Journal de Marie Bashkirtseff

Georges continue de me révolter. Un autre après avoir fait ce qu'il a fait trouverait sa vie à peine assez longue pour faire oublier ses méfaits et lui (mais si je le dis on ne me croira pas) accuse toute sa famille et devient de coupable, devient juge ! C'est incroyablement audacieux.
Mais laissons-là ce charmant modèle de sobriété et de maintes autres vertus.
Il faut dire qu'il pleut et par conséquent la promenade italienne se fit en voiture. Ce pauvre Emile d'Audiffret s'est fait un habit comme celui que portait le duc au dernier jour des courses de l'hiver avant-dernier. Miser puer ! et dire que Dina odiat hunc puerum, ou peu s'en faut. [Rayé: C'est] Ce n'est pas étonnant car il est bien joli.
Je sais bien qu'il n'est pas encore temps, mais on n'aura pas le temps de se retourner en arrière quand je me trouverai grande et prête à aller dans le monde - c'est ce que je disais dans mon 4ème livre, après avoir dit qu'à Nice je ne puis aller dans le monde, en effet à peine me suis-je tournée en arrière et me voilà grande mais véritablement grande, j'ai seize ans le 12 novembre d'après le style russe, j'ai seize ans depuis onze jours, comme je devais naître le 12 janvier, au lieu du 12 novembre, on célèbre ma fête en janvier, c'est donc en janvier que j'aurais dû dire avoir seize ans.

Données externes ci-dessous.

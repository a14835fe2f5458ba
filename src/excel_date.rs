//! Excel serial-date math (spec §6).
//!
//! Excel stores dates as an `f64` count of days since 1899-12-30 (the
//! epoch that makes 1900-01-01 serial `1`, preserving Lotus 1-2-3's
//! spurious 1900 leap day). An empirical `-0.00396991` day correction is
//! applied on conversion in both directions; this offset is carried over
//! unmodified from the reference implementation rather than re-derived,
//! since it compensates for a rounding behavior of Excel's own date
//! parser that is easier to match empirically than to re-derive.

use chrono::{DateTime, Datelike, Duration, FixedOffset, NaiveDate, TimeZone, Timelike};

/// Number of decimal places an Excel serial date is rendered with.
pub const SERIAL_PRECISION: usize = 8;

const EXCEL_EPOCH_CORRECTION_DAYS: f64 = -0.00396991;

fn excel_epoch() -> NaiveDate {
    NaiveDate::from_ymd_opt(1899, 12, 30).expect("valid calendar date")
}

/// Convert a timezone-aware instant into an Excel serial date number.
pub fn to_excel_serial(date: &DateTime<FixedOffset>) -> f64 {
    let naive = date.naive_local();
    let whole_days = (naive.date() - excel_epoch()).num_days() as f64;

    let seconds_in_day = naive.time().num_seconds_from_midnight() as f64
        + naive.time().nanosecond() as f64 / 1_000_000_000.0;
    let day_fraction = seconds_in_day / 86_400.0;

    let precision = 10f64.powi(SERIAL_PRECISION as i32);
    let raw = whole_days + day_fraction + EXCEL_EPOCH_CORRECTION_DAYS;
    (raw * precision).round() / precision
}

/// Convert an Excel serial date number back into a timezone-aware instant,
/// attaching `offset` since the serial number itself carries no timezone.
pub fn from_excel_serial(serial: f64, offset: FixedOffset) -> DateTime<FixedOffset> {
    let corrected = serial - EXCEL_EPOCH_CORRECTION_DAYS;
    let whole_days = corrected.floor() as i64;
    let day_fraction = corrected - corrected.floor();

    let date = excel_epoch() + Duration::days(whole_days);
    let total_seconds = (day_fraction * 86_400.0).round() as i64;

    let naive = date.and_hms_opt(0, 0, 0).expect("midnight is valid")
        + Duration::seconds(total_seconds);

    offset
        .from_local_datetime(&naive)
        .single()
        .unwrap_or_else(|| offset.from_utc_datetime(&naive))
}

Seize ans ! Ah ! le bel âge, et comme il me remplit de soucis et de joie ! Je suis à la veille d'entrer dans le monde, à la veille de livrer la bataille. Bon, on fera de son mieux. C'est effrayant tout de même. Ce qui m'effraye le plus c'est notre position.

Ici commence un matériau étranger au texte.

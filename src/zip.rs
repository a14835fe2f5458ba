//! STORE-method ZIP container assembly (spec §4.5).
//!
//! Grounded on the teacher's `fast_writer::streaming_zip_writer::StreamingZipWriter`,
//! despecialized from DEFLATE-with-data-descriptor to STORE-with-known-size:
//! every part's full bytes are known before this writer ever sees them (the
//! orchestrator collects per-sheet/per-part bytes first), so there is no need
//! for a data descriptor or a streaming compressor, so sizes and the CRC-32
//! go straight into the local header. No ZIP64; xlsx packages stay well
//! under 4 GiB.

use crc32fast::Hasher as Crc32;

const LOCAL_HEADER_SIG: u32 = 0x0403_4b50;
const CENTRAL_DIR_SIG: u32 = 0x0201_4b50;
const EOCD_SIG: u32 = 0x0605_4b50;
const VERSION_NEEDED: u16 = 20;
const VERSION_MADE_BY: u16 = 20;

/// One file destined for a ZIP entry.
pub struct ZipEntry {
    pub path: String,
    pub data: Vec<u8>,
}

impl ZipEntry {
    pub fn new(path: impl Into<String>, data: Vec<u8>) -> Self {
        ZipEntry {
            path: path.into(),
            data,
        }
    }
}

struct Written {
    path: String,
    crc32: u32,
    size: u32,
    offset: u32,
}

/// Assemble `entries` into a STORE-method ZIP archive, in the order given.
/// Callers are responsible for ordering `[Content_Types].xml` first per
/// spec §4.5's convention.
pub fn write_store_zip(entries: Vec<ZipEntry>) -> Vec<u8> {
    let mut out = Vec::new();
    let mut written = Vec::with_capacity(entries.len());

    for entry in entries {
        let offset = out.len() as u32;
        let crc32 = {
            let mut hasher = Crc32::new();
            hasher.update(&entry.data);
            hasher.finalize()
        };
        let size = entry.data.len() as u32;
        let (dos_time, dos_date) = dos_timestamp_now();
        let name = entry.path.as_bytes();

        out.extend_from_slice(&LOCAL_HEADER_SIG.to_le_bytes());
        out.extend_from_slice(&VERSION_NEEDED.to_le_bytes());
        out.extend_from_slice(&0u16.to_le_bytes()); // general purpose flag
        out.extend_from_slice(&0u16.to_le_bytes()); // method = STORE
        out.extend_from_slice(&dos_time.to_le_bytes());
        out.extend_from_slice(&dos_date.to_le_bytes());
        out.extend_from_slice(&crc32.to_le_bytes());
        out.extend_from_slice(&size.to_le_bytes()); // compressed size
        out.extend_from_slice(&size.to_le_bytes()); // uncompressed size
        out.extend_from_slice(&(name.len() as u16).to_le_bytes());
        out.extend_from_slice(&0u16.to_le_bytes()); // extra length
        out.extend_from_slice(name);
        out.extend_from_slice(&entry.data);

        written.push(Written {
            path: entry.path,
            crc32,
            size,
            offset,
        });
    }

    let central_dir_offset = out.len() as u32;
    for entry in &written {
        let (dos_time, dos_date) = dos_timestamp_now();
        let name = entry.path.as_bytes();

        out.extend_from_slice(&CENTRAL_DIR_SIG.to_le_bytes());
        out.extend_from_slice(&VERSION_MADE_BY.to_le_bytes());
        out.extend_from_slice(&VERSION_NEEDED.to_le_bytes());
        out.extend_from_slice(&0u16.to_le_bytes()); // general purpose flag
        out.extend_from_slice(&0u16.to_le_bytes()); // method = STORE
        out.extend_from_slice(&dos_time.to_le_bytes());
        out.extend_from_slice(&dos_date.to_le_bytes());
        out.extend_from_slice(&entry.crc32.to_le_bytes());
        out.extend_from_slice(&entry.size.to_le_bytes());
        out.extend_from_slice(&entry.size.to_le_bytes());
        out.extend_from_slice(&(name.len() as u16).to_le_bytes());
        out.extend_from_slice(&0u16.to_le_bytes()); // extra length
        out.extend_from_slice(&0u16.to_le_bytes()); // comment length
        out.extend_from_slice(&0u16.to_le_bytes()); // disk number start
        out.extend_from_slice(&0u16.to_le_bytes()); // internal attrs
        out.extend_from_slice(&0u32.to_le_bytes()); // external attrs
        out.extend_from_slice(&entry.offset.to_le_bytes());
        out.extend_from_slice(name);
    }
    let central_dir_size = out.len() as u32 - central_dir_offset;

    out.extend_from_slice(&EOCD_SIG.to_le_bytes());
    out.extend_from_slice(&0u16.to_le_bytes()); // disk number
    out.extend_from_slice(&0u16.to_le_bytes()); // disk with central dir
    out.extend_from_slice(&(written.len() as u16).to_le_bytes());
    out.extend_from_slice(&(written.len() as u16).to_le_bytes());
    out.extend_from_slice(&central_dir_size.to_le_bytes());
    out.extend_from_slice(&central_dir_offset.to_le_bytes());
    out.extend_from_slice(&0u16.to_le_bytes()); // comment length

    out
}

/// DOS date/time stamp for "now", the default entry mtime (spec §4.5).
fn dos_timestamp_now() -> (u16, u16) {
    use chrono::{Datelike, Local, Timelike};
    let now = Local::now();
    let time = ((now.hour() as u16) << 11)
        | ((now.minute() as u16) << 5)
        | ((now.second() as u16) / 2);
    let year = (now.year() - 1980).max(0) as u16;
    let date = (year << 9) | ((now.month() as u16) << 5) | (now.day() as u16);
    (time, date)
}

#[cfg(test)]
mod tests {
    use super::*;

    fn u32_at(bytes: &[u8], offset: usize) -> u32 {
        u32::from_le_bytes(bytes[offset..offset + 4].try_into().unwrap())
    }

    fn u16_at(bytes: &[u8], offset: usize) -> u16 {
        u16::from_le_bytes(bytes[offset..offset + 2].try_into().unwrap())
    }

    #[test]
    fn single_entry_round_trips_through_a_hand_rolled_reader() {
        let archive = write_store_zip(vec![ZipEntry::new("hello.txt", b"hello world".to_vec())]);

        assert_eq!(u32_at(&archive, 0), LOCAL_HEADER_SIG);
        // method field (offset 8) must be 0 (STORE)
        assert_eq!(u16_at(&archive, 8), 0);

        let eocd_sig_bytes = EOCD_SIG.to_le_bytes();
        let eocd_pos = archive
            .windows(4)
            .rposition(|w| w == eocd_sig_bytes)
            .expect("eocd present");
        let entry_count = u16_at(&archive, eocd_pos + 10);
        assert_eq!(entry_count, 1);

        let cd_offset = u32_at(&archive, eocd_pos + 16) as usize;
        assert_eq!(u32_at(&archive, cd_offset), CENTRAL_DIR_SIG);
        let cd_crc = u32_at(&archive, cd_offset + 16);
        let mut hasher = Crc32::new();
        hasher.update(b"hello world");
        assert_eq!(cd_crc, hasher.finalize());
    }

    #[test]
    fn content_types_entry_stays_first() {
        let archive = write_store_zip(vec![
            ZipEntry::new("[Content_Types].xml", b"a".to_vec()),
            ZipEntry::new("xl/workbook.xml", b"b".to_vec()),
        ]);
        // the first local header's filename follows a fixed 30-byte header
        let name_len = u16_at(&archive, 26) as usize;
        let name = &archive[30..30 + name_len];
        assert_eq!(name, b"[Content_Types].xml");
    }

    #[test]
    fn multiple_entries_produce_matching_central_directory_offsets() {
        let archive = write_store_zip(vec![
            ZipEntry::new("a.xml", vec![1, 2, 3]),
            ZipEntry::new("b.xml", vec![4, 5]),
            ZipEntry::new("c.xml", vec![6]),
        ]);
        let eocd_sig_bytes = EOCD_SIG.to_le_bytes();
        let eocd_pos = archive
            .windows(4)
            .rposition(|w| w == eocd_sig_bytes)
            .unwrap();
        assert_eq!(u16_at(&archive, eocd_pos + 10), 3);
    }
}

Hier au soir, m'étant couchée sur le tapis devant la cheminée je déclarai que je ne m'en irai que lorsqu'on m'aura dit où et comment j'irai dans le monde, ayant commencé ainsi je leur tins ce discours:
- J'ai seize ans, l'hiver prochain j'en aurai dix-sept et l'hiver prochain je veux aller dans le monde. Je vous préviens d'avance pour ne donner lieu à aucune surprise. Ne vous attendez pas à ce que je consente de moisir jusqu'à vingt ans comme moisit Dina.
A dix-sept ans je veux sortir (on devrait commencer à seize, mais je suis en retard d'une année, que je rattrapperai dans la suite). A dix-sept ans, je cesse les leçons, je ne ferai que du piano, du chant, de la peinture et puis je lirai.
Ecoutez-moi bien, l'hiver prochain j'irai dans le monde, vous entendez, l'hiver prochain il me faudra une autre position que celle de maintenant. Vous ne pourrez pas dire que vous ne vous attendiez pas, vous êtes bel et bien prévenues.
Je pense que c'est assez clairement énoncé, mais leurs esprits oublieux et légers demain ne se souviendront plus mais je serai toujours là leur ouvrant les oreilles et les yeux avec un "flapper" comme ces hommes de l'île volante dans les Voyages de Gulliver. Et puis je prierai, mon éternelle ressource, la seule vraie, c'était bien à faire des plans de loin, mais tout près comme c'est à présent c'est autre chose, et je suis embarrassée.